Entries provided -
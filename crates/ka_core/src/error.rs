use std::fmt;

#[derive(Debug)]
pub enum BoardError {
    PlayerNotFound(String),
    SlotNotFound(String),
    OriginMismatch { player_id: String, slot_id: String },
    DragAlreadyActive { active: String, requested: String },
    InvalidSquadSize { size: u8 },
    InvalidFormation(String),
    SerializationError(String),
    DeserializationError(String),
}

#[derive(Debug)]
pub enum SquadError {
    EmptyName,
    NotFound(String),
}

impl fmt::Display for BoardError {
    fn fmt(&self, f: &mut fmt::Formatter) -> fmt::Result {
        match self {
            BoardError::PlayerNotFound(player_id) => {
                write!(f, "Player not found: {}", player_id)
            }
            BoardError::SlotNotFound(slot_id) => {
                write!(f, "Slot not found: {}", slot_id)
            }
            BoardError::OriginMismatch { player_id, slot_id } => {
                write!(f, "Player {} does not occupy slot {}", player_id, slot_id)
            }
            BoardError::DragAlreadyActive { active, requested } => {
                write!(
                    f,
                    "Drag already in progress for player {} (requested {})",
                    active, requested
                )
            }
            BoardError::InvalidSquadSize { size } => {
                write!(f, "Invalid squad size: {}", size)
            }
            BoardError::InvalidFormation(msg) => {
                write!(f, "Invalid formation: {}", msg)
            }
            BoardError::SerializationError(msg) => {
                write!(f, "Serialization error: {}", msg)
            }
            BoardError::DeserializationError(msg) => {
                write!(f, "Deserialization error: {}", msg)
            }
        }
    }
}

impl std::error::Error for BoardError {}

impl fmt::Display for SquadError {
    fn fmt(&self, f: &mut fmt::Formatter) -> fmt::Result {
        match self {
            SquadError::EmptyName => write!(f, "Squad name must not be empty"),
            SquadError::NotFound(squad_id) => write!(f, "Squad not found: {}", squad_id),
        }
    }
}

impl std::error::Error for SquadError {}

impl From<serde_json::Error> for BoardError {
    fn from(err: serde_json::Error) -> Self {
        if err.is_data() {
            BoardError::DeserializationError(err.to_string())
        } else {
            BoardError::SerializationError(err.to_string())
        }
    }
}

pub type Result<T> = std::result::Result<T, BoardError>;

What is being asked - Every single line of the data above must be set down again exactly.

Exercise output -
filename crates/ka_core/src/error.rs
use std::fmt;

#[derive(Debug)]
pub enum BoardError {
    PlayerNotFound(String),
    SlotNotFound(String),
    OriginMismatch { player_id: String, slot_id: String },
    DragAlreadyActive { active: String, requested: String },
    InvalidSquadSize { size: u8 },
    InvalidFormation(String),
    SerializationError(String),
    DeserializationError(String),
}

#[derive(Debug)]
pub enum SquadError {
    EmptyName,
    NotFound(String),
}

impl fmt::Display for BoardError {
    fn fmt(&self, f: &mut fmt::Formatter) -> fmt::Result {
        match self {
            BoardError::PlayerNotFound(player_id) => {
                write!(f, "Player not found: {}", player_id)
            }
            BoardError::SlotNotFound(slot_id) => {
                write!(f, "Slot not found: {}", slot_id)
            }
            BoardError::OriginMismatch { player_id, slot_id } => {
                write!(f, "Player {} does not occupy slot {}", player_id, slot_id)
            }
            BoardError::DragAlreadyActive { active, requested } => {
                write!(
                    f,
                    "Drag already in progress for player {} (requested {})",
                    active, requested
                )
            }
            BoardError::InvalidSquadSize { size } => {
                write!(f, "Invalid squad size: {}", size)
            }
            BoardError::InvalidFormation(msg) => {
                write!(f, "Invalid formation: {}", msg)
            }
            BoardError::SerializationError(msg) => {
                write!(f, "Serialization error: {}", msg)
            }
            BoardError::DeserializationError(msg) => {
                write!(f, "Deserialization error: {}", msg)
            }
        }
    }
}

impl std::error::Error for BoardError {}

impl fmt::Display for SquadError {
    fn fmt(&self, f: &mut fmt::Formatter) -> fmt::Result {
        match self {
            SquadError::EmptyName => write!(f, "Squad name must not be empty"),
            SquadError::NotFound(squad_id) => write!(f, "Squad not found: {}", squad_id),
        }
    }
}

impl std::error::Error for SquadError {}

impl From<serde_json::Error> for BoardError {
    fn from(err: serde_json::Error) -> Self {
        if err.is_data() {
            BoardError::DeserializationError(err.to_string())
        } else {
            BoardError::SerializationError(err.to_string())
        }
    }
}

pub type Result<T> = std::result::Result<T, BoardError>;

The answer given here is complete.